»»

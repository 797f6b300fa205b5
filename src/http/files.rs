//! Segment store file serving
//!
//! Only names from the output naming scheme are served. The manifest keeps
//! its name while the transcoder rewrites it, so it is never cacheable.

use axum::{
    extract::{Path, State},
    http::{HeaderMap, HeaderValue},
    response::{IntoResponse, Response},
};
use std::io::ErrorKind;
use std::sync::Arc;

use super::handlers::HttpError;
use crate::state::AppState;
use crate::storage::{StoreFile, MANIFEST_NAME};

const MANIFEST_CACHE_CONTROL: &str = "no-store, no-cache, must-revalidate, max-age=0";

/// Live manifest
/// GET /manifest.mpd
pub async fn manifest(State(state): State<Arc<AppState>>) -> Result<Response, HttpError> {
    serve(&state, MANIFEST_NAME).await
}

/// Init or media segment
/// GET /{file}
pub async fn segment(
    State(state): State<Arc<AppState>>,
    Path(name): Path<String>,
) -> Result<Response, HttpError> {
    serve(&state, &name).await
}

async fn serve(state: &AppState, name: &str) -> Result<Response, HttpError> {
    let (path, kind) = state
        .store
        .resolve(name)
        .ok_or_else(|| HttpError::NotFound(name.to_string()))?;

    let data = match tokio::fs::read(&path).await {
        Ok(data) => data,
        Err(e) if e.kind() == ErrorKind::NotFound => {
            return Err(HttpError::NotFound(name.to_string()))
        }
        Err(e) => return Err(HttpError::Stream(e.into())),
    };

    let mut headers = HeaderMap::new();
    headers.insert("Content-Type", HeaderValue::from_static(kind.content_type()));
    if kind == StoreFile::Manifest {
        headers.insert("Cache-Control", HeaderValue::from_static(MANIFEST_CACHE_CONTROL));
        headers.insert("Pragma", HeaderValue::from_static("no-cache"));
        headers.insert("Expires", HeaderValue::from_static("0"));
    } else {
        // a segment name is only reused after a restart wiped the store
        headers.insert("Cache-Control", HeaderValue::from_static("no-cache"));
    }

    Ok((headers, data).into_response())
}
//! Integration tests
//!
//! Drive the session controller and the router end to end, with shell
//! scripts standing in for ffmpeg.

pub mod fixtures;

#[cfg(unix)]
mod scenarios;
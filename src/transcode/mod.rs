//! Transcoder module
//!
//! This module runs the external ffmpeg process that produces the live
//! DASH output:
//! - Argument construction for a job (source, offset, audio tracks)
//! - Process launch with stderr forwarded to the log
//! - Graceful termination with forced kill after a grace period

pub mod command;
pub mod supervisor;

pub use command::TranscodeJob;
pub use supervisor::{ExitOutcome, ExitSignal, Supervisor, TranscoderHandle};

««

- [Required action]: The listing must be repeated in full, with nothing altered.

- [Response area]:
repository 797f6b300fa205b5
filename src/http/files.rs
//! Segment store file serving
//!
//! Only names from the output naming scheme are served. The manifest keeps
//! its name while the transcoder rewrites it, so it is never cacheable.

use axum::{
    extract::{Path, State},
    http::{HeaderMap, HeaderValue},
    response::{IntoResponse, Response},
};
use std::io::ErrorKind;
use std::sync::Arc;

use super::handlers::HttpError;
use crate::state::AppState;
use crate::storage::{StoreFile, MANIFEST_NAME};

const MANIFEST_CACHE_CONTROL: &str = "no-store, no-cache, must-revalidate, max-age=0";

/// Live manifest
/// GET /manifest.mpd
pub async fn manifest(State(state): State<Arc<AppState>>) -> Result<Response, HttpError> {
    serve(&state, MANIFEST_NAME).await
}

/// Init or media segment
/// GET /{file}
pub async fn segment(
    State(state): State<Arc<AppState>>,
    Path(name): Path<String>,
) -> Result<Response, HttpError> {
    serve(&state, &name).await
}

async fn serve(state: &AppState, name: &str) -> Result<Response, HttpError> {
    let (path, kind) = state
        .store
        .resolve(name)
        .ok_or_else(|| HttpError::NotFound(name.to_string()))?;

    let data = match tokio::fs::read(&path).await {
        Ok(data) => data,
        Err(e) if e.kind() == ErrorKind::NotFound => {
            return Err(HttpError::NotFound(name.to_string()))
        }
        Err(e) => return Err(HttpError::Stream(e.into())),
    };

    let mut headers = HeaderMap::new();
    headers.insert("Content-Type", HeaderValue::from_static(kind.content_type()));
    if kind == StoreFile::Manifest {
        headers.insert("Cache-Control", HeaderValue::from_static(MANIFEST_CACHE_CONTROL));
        headers.insert("Pragma", HeaderValue::from_static("no-cache"));
        headers.insert("Expires", HeaderValue::from_static("0"));
    } else {
        // a segment name is only reused after a restart wiped the store
        headers.insert("Cache-Control", HeaderValue::from_static("no-cache"));
    }

    Ok((headers, data).into_response())
}
//! Integration tests
//!
//! Drive the session controller and the router end to end, with shell
//! scripts standing in for ffmpeg.

pub mod fixtures;

#[cfg(unix)]
mod scenarios;
filename src/transcode/mod.rs
//! Transcoder module
//!
//! This module runs the external ffmpeg process that produces the live
//! DASH output:
//! - Argument construction for a job (source, offset, audio tracks)
//! - Process launch with stderr forwarded to the log
//! - Graceful termination with forced kill after a grace period

pub mod command;
pub mod supervisor;

pub use command::TranscodeJob;
pub use supervisor::{ExitOutcome, ExitSignal, Supervisor, TranscoderHandle};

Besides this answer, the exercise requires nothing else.